靜脈注射Lidocaine對於全射麻醉中氣管插管時之心率變異趨勢並無影響

摘要


背景:Lidocaine靜脈注射有時在全身麻醉誘導期被用於抑帛氣管插管之自主神經反應。以前相關的研究多只測量心跳血壓的變化,因而對其效果如何,無法得到一致的結論。心率變異是一種測量自主神經調節的非侵入性方法,適合用來進行上述之研究。 方法:36名ASA Class I-Ⅱ,接受全射麻醉之病患,予以分成三組。除了一般的麻醉誘導劑之外,在A組於氣管插管前5分鍾給予靜脈lidocaine 1.5 mg/kg,B組於插管前3分鍾給此lidocaine,而C組則不給lidocaine。
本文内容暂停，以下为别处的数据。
//! Configuration schema definitions.
//!
//! This module defines the complete configuration structure for the gateway.
//! All types derive Serde traits for deserialization from config files.

use serde::{Deserialize, Serialize};

/// Root configuration for the loyalty gateway.
#[derive(Debug, Clone, Deserialize, Serialize, Default)]
#[serde(default)]
pub struct GatewayConfig {
    /// Listener configuration (bind address, mount point).
    pub listener: ListenerConfig,

    /// Backend service location.
    pub backend: BackendConfig,

    /// Session cookie and token settings.
    pub auth: AuthConfig,

    /// Loyalty database connection.
    pub database: DatabaseConfig,

    /// Timeout configuration.
    pub timeouts: TimeoutConfig,

    /// Observability settings.
    pub observability: ObservabilityConfig,
}

/// Listener configuration.
#[derive(Debug, Clone, Deserialize, Serialize)]
#[serde(default)]
pub struct ListenerConfig {
    /// Bind address (e.g., "0.0.0.0:3001").
    pub bind_address: String,

    /// Path every route is mounted under (e.g., "/loyalty"). Empty mounts at root.
    pub base_path: String,
}

impl Default for ListenerConfig {
    fn default() -> Self {
        Self {
            bind_address: "0.0.0.0:3001".to_string(),
            base_path: String::new(),
        }
    }
}

/// Where backend calls are sent.
///
/// When neither override is set the base URL is derived from each request's
/// `Host` header.
#[derive(Debug, Clone, Deserialize, Serialize)]
#[serde(default)]
pub struct BackendConfig {
    /// Internal backend URL, checked first.
    pub internal_url: String,

    /// Explicit backend URL, checked when `internal_url` is empty.
    pub url: String,

    /// Host assumed when a request carries no `Host` header.
    pub default_host: String,
}

impl Default for BackendConfig {
    fn default() -> Self {
        Self {
            internal_url: String::new(),
            url: String::new(),
            default_host: "localhost:3000".to_string(),
        }
    }
}

impl BackendConfig {
    /// The configured override, if any. Empty strings count as unset.
    pub fn override_url(&self) -> Option<&str> {
        [self.internal_url.as_str(), self.url.as_str()]
            .into_iter()
            .find(|u| !u.is_empty())
    }
}

/// Session configuration.
#[derive(Debug, Clone, Deserialize, Serialize)]
#[serde(default)]
pub struct AuthConfig {
    /// Cookie carrying the session token.
    pub cookie_name: String,

    /// HS256 secret used to sign and verify session tokens.
    pub jwt_secret: String,

    /// Mark session cookies `Secure`.
    pub secure_cookies: bool,

    /// Lifetime of an issued session, in seconds.
    pub session_max_age_secs: u64,
}

impl Default for AuthConfig {
    fn default() -> Self {
        Self {
            cookie_name: "auth-token".to_string(),
            jwt_secret: String::new(),
            secure_cookies: false,
            session_max_age_secs: 7 * 24 * 60 * 60,
        }
    }
}

/// Database pool configuration.
#[derive(Debug, Clone, Deserialize, Serialize)]
#[serde(default)]
pub struct DatabaseConfig {
    /// Postgres connection string.
    pub url: String,

    /// Maximum pooled connections.
    pub max_connections: u32,

    /// Seconds to wait for a pooled connection.
    pub acquire_timeout_secs: u64,
}

impl Default for DatabaseConfig {
    fn default() -> Self {
        Self {
            url: "postgresql://localhost:5432/loyalty_db".to_string(),
            max_connections: 2,
            acquire_timeout_secs: 5,
        }
    }
}

/// Timeout configuration.
#[derive(Debug, Clone, Deserialize, Serialize)]
#[serde(default)]
pub struct TimeoutConfig {
    /// Inbound request timeout in seconds.
    pub request_secs: u64,
}

impl Default for TimeoutConfig {
    fn default() -> Self {
        Self { request_secs: 30 }
    }
}

/// Observability configuration.
#[derive(Debug, Clone, Deserialize, Serialize)]
#[serde(default)]
pub struct ObservabilityConfig {
    /// Log level (trace, debug, info, warn, error).
    pub log_level: String,
}

impl Default for ObservabilityConfig {
    fn default() -> Self {
        Self {
            log_level: "info".to_string(),
        }
    }
}

#[cfg(test)]
mod tests {
    use super::*;

    #[test]
    fn internal_url_wins_over_url() {
        let backend = BackendConfig {
            internal_url: "http://internal:3000".into(),
            url: "https://public.example.com".into(),
            ..Default::default()
        };
        assert_eq!(backend.override_url(), Some("http://internal:3000"));
    }

    #[test]
    fn empty_overrides_are_unset() {
        let backend = BackendConfig::default();
        assert_eq!(backend.override_url(), None);

        let backend = BackendConfig {
            url: "https://public.example.com".into(),
            ..Default::default()
        };
        assert_eq!(backend.override_url(), Some("https://public.example.com"));
    }

    #[test]
    fn minimal_toml_uses_defaults() {
        let config: GatewayConfig = toml::from_str("[backend]\nurl = \"http://api:4000\"\n").unwrap();
        assert_eq!(config.backend.url, "http://api:4000");
        assert_eq!(config.backend.default_host, "localhost:3000");
        assert_eq!(config.auth.cookie_name, "auth-token");
        assert_eq!(config.database.max_connections, 2);
        assert_eq!(config.auth.session_max_age_secs, 604_800);
    }
}
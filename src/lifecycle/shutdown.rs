//! Graceful shutdown trigger.

/// Resolves on Ctrl+C, or SIGTERM on Unix.
///
/// A handler that cannot be installed is logged and treated as never firing,
/// so the other signal still stops the server.
pub async fn shutdown_signal() {
    let ctrl_c = async {
        if let Err(e) = tokio::signal::ctrl_c().await {
            tracing::error!(error = %e, "Failed to install Ctrl+C handler");
            std::future::pending::<()>().await;
        }
    };

    #[cfg(unix)]
    let terminate = async {
        match tokio::signal::unix::signal(tokio::signal::unix::SignalKind::terminate()) {
            Ok(mut signal) => {
                signal.recv().await;
            }
            Err(e) => {
                tracing::error!(error = %e, "Failed to install SIGTERM handler");
                std::future::pending::<()>().await;
            }
        }
    };

    #[cfg(not(unix))]
    let terminate = std::future::pending::<()>();

    tokio::select! {
        _ = ctrl_c => {},
        _ = terminate => {},
    }

    tracing::info!("Shutdown signal received");
}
於清醒、插管前及插管後三段時間以時頻域分析法計算心率變異頻譜之高頻、中頻能量及二者之比值並在三組之間加以比較。 結果:心率變異頻率之高頻、中頻能量及其比值,在三個觀察時段在三組之間皆無統計上顯著之差異。 結論:在全身麻醉誘導劑之作用下,由本實驗之結果無法支持靜注lidocaine在氣管插管時對自主神經反應之抑制效果。

並列摘要


Background: Intravenous lidocaine has been widely used for suppressing the autonomic activation from tracheal intubation during induction of general anesthesia. Conventionally, researches of its effectiveness through assessment of heart rate and blood pressure changes obtained by common clinical methods result in the conclusions deduced of much controversy. Heart rate variability is a noninvasive measurement of autonomic regulation and is suitable for the study of this subject. Methods: 36 ASA class I-Ⅱ patients undergoing general anesthesia were divided into 3 groups. Besides induction agents, intravenous lidocaine was given 5 mm before tracheal intubation in group A, 3 min before intubation in group B and nothing in group C. HRV spectral powers were measured at awake state, anesthetized state before tracheal intubation and anesthetized state after tracheal intubation by time frequency spectral analysis method and comparison was made between the three groups. Results: The HRV spectral power in high frequency (HF) and mid-frequency (MF) power bands and their ratios (MF/HF) were not significantly different among the 3 groups during the 3 observation periods. Conclusions: There was no evidence to indicate the effectiveness of intravenous lidocaine on the autonomic regulation during tracheal intubation under the influence of induction agents used in general anesthesia.